// THEORY:
// `DemoSource` stands in for a live detector. It synthesizes frames that look like the
// four particle footprints the classifier knows about, so the whole pipeline can run
// (and be shown) without hardware. Randomness comes from a small seeded xorshift
// generator: runs are reproducible and no external RNG is needed.

use crate::core_modules::classifier::ParticleKind;
use crate::core_modules::frame_buffer::DetectorFrame;

/// xorshift64* generator. Not cryptographically secure.
#[derive(Debug, Clone)]
pub struct Prng {
    state: u64,
}

impl Prng {
    pub fn new(seed: u64) -> Self {
        // A zero state would stay zero forever.
        let seed = if seed == 0 { 0x9E37_79B9_7F4A_7C15 } else { seed };
        Self { state: seed }
    }

    #[inline]
    pub fn next_u64(&mut self) -> u64 {
        let mut x = self.state;
        x ^= x >> 12;
        x ^= x << 25;
        x ^= x >> 27;
        self.state = x;
        x.wrapping_mul(0x2545_F491_4F6C_DD1D)
    }

    #[inline]
    pub fn next_f64(&mut self) -> f64 {
        (self.next_u64() >> 11) as f64 / (1u64 << 53) as f64
    }

    /// Uniform integer in `low..high`; `low` when the range is empty.
    pub fn range(&mut self, low: u32, high: u32) -> u32 {
        if high <= low {
            return low;
        }
        low + (self.next_u64() % (high - low) as u64) as u32
    }
}

/// Synthetic detector producing one particle footprint per frame.
#[derive(Debug, Clone)]
pub struct DemoSource {
    width: u16,
    height: u16,
    rng: Prng,
}

impl DemoSource {
    pub fn new(width: u16, height: u16, seed: u64) -> Self {
        Self {
            width: width.max(1),
            height: height.max(1),
            rng: Prng::new(seed),
        }
    }

    /// A frame with a randomly chosen particle kind.
    pub fn next_frame(&mut self) -> (ParticleKind, DetectorFrame) {
        let kind = match self.rng.range(0, 10) {
            0 => ParticleKind::Alpha,
            1 | 2 => ParticleKind::Muon,
            3..=5 => ParticleKind::Beta,
            _ => ParticleKind::Gamma,
        };
        (kind, self.frame_for(kind))
    }

    pub fn frame_for(&mut self, kind: ParticleKind) -> DetectorFrame {
        let cx = self.rng.range(0, self.width as u32) as i32;
        let cy = self.rng.range(0, self.height as u32) as i32;
        let mut frame = DetectorFrame::default();
        match kind {
            ParticleKind::Alpha => {
                let radius = self.rng.range(2, 4) as i32;
                for dy in -radius..=radius {
                    for dx in -radius..=radius {
                        if dx * dx + dy * dy <= radius * radius {
                            let count = self.rng.range(120, 255) as u16;
                            self.put(&mut frame, cx + dx, cy + dy, count);
                        }
                    }
                }
            }
            ParticleKind::Muon => {
                let length = self.rng.range(12, 40) as f64;
                let angle = self.rng.next_f64() * std::f64::consts::TAU;
                for step in 0..length as i32 {
                    let x = cx + (step as f64 * angle.cos()).round() as i32;
                    let y = cy + (step as f64 * angle.sin()).round() as i32;
                    let count = self.rng.range(15, 40) as u16;
                    self.put(&mut frame, x, y, count);
                }
            }
            ParticleKind::Beta => {
                let (mut x, mut y) = (cx, cy);
                for _ in 0..self.rng.range(6, 16) {
                    let count = self.rng.range(10, 60) as u16;
                    self.put(&mut frame, x, y, count);
                    x += self.rng.range(0, 3) as i32 - 1;
                    y += self.rng.range(0, 3) as i32 - 1;
                }
            }
            ParticleKind::Gamma | ParticleKind::Unknown => {
                let count = self.rng.range(10, 80) as u16;
                self.put(&mut frame, cx, cy, count);
                if self.rng.range(0, 2) == 1 {
                    self.put(&mut frame, cx + 1, cy, count / 2);
                }
            }
        }
        frame
    }

    /// Adds a hit if it lands on the sensor and the pixel is not already hit.
    fn put(&self, frame: &mut DetectorFrame, x: i32, y: i32, count: u16) {
        if x < 0 || y < 0 || x >= self.width as i32 || y >= self.height as i32 {
            return;
        }
        let (x, y) = (x as u16, y as u16);
        if frame.x.iter().zip(&frame.y).any(|(&fx, &fy)| fx == x && fy == y) {
            return;
        }
        frame.push(x, y, count);
    }
}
---------------
## What you are asked to do
Copy every line from the records above that contains the string "DemoSource".

## Answer to the exercise
// `DemoSource` stands in for a live detector. It synthesizes frames that look like the
pub struct DemoSource {
impl DemoSource {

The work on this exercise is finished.